[Opening AVAILABLE DATA section]

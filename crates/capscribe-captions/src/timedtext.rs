//! Timedtext (json3) caption payload parsing.
//!
//! Caption tracks download as `{"events": [{"tStartMs": ..., "segs":
//! [{"utf8": ...}]}]}`. Events without segments (window styling, cue
//! metadata) and blank segments are dropped during flattening.

use capscribe_models::CaptionLine;
use serde::Deserialize;

/// Top-level timedtext payload.
#[derive(Debug, Clone, Deserialize)]
pub struct TimedText {
    #[serde(default)]
    pub events: Vec<CaptionEvent>,
}

/// One caption event: a start offset plus zero or more text segments.
#[derive(Debug, Clone, Deserialize)]
pub struct CaptionEvent {
    #[serde(rename = "tStartMs", default)]
    pub t_start_ms: u64,
    #[serde(default)]
    pub segs: Option<Vec<TextSegment>>,
}

#[derive(Debug, Clone, Deserialize)]
pub struct TextSegment {
    #[serde(default)]
    pub utf8: String,
}

/// Flatten a timedtext payload into ordered caption lines.
///
/// Each non-blank segment becomes one line carrying its event's start time
/// converted to seconds.
pub fn flatten_events(timed: &TimedText) -> Vec<CaptionLine> {
    timed
        .events
        .iter()
        .filter_map(|event| {
            let segs = event.segs.as_ref()?;
            let start = event.t_start_ms as f64 / 1000.0;
            Some(
                segs.iter()
                    .filter(|seg| !seg.utf8.trim().is_empty())
                    .map(move |seg| CaptionLine::new(start, seg.utf8.clone())),
            )
        })
        .flatten()
        .collect()
}

#[cfg(test)]
mod tests {
    use super::*;

    #[test]
    fn flattens_events_to_lines_in_order() {
        let payload = r#"{
            "events": [
                {"tStartMs": 0, "segs": [{"utf8": "Hello"}]},
                {"tStartMs": 1500, "segs": [{"utf8": "world"}, {"utf8": "again"}]}
            ]
        }"#;
        let timed: TimedText = serde_json::from_str(payload).unwrap();
        let lines = flatten_events(&timed);

        assert_eq!(
            lines,
            vec![
                CaptionLine::new(0.0, "Hello"),
                CaptionLine::new(1.5, "world"),
                CaptionLine::new(1.5, "again"),
            ]
        );
    }

    #[test]
    fn skips_events_without_segments() {
        let payload = r#"{
            "events": [
                {"tStartMs": 0, "wWinId": 1},
                {"tStartMs": 100, "segs": [{"utf8": "kept"}]}
            ]
        }"#;
        let timed: TimedText = serde_json::from_str(payload).unwrap();
        let lines = flatten_events(&timed);

        assert_eq!(lines.len(), 1);
        assert_eq!(lines[0].text, "kept");
    }

    #[test]
    fn drops_blank_segments() {
        let payload = r#"{
            "events": [
                {"tStartMs": 0, "segs": [{"utf8": "\n"}, {"utf8": "  "}, {"utf8": "text"}]}
            ]
        }"#;
        let timed: TimedText = serde_json::from_str(payload).unwrap();
        let lines = flatten_events(&timed);

        assert_eq!(lines.len(), 1);
        assert_eq!(lines[0].text, "text");
    }

    #[test]
    fn empty_payload_yields_no_lines() {
        let timed: TimedText = serde_json::from_str("{}").unwrap();
        assert!(flatten_events(&timed).is_empty());
    }
}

[Closing AVAILABLE DATA section]

_EXERCISE BRIEF_
Search the entries for the word "CaptionEvent" and show every line that has it.

_WRITTEN REPLY_
    pub events: Vec<CaptionEvent>,
pub struct CaptionEvent {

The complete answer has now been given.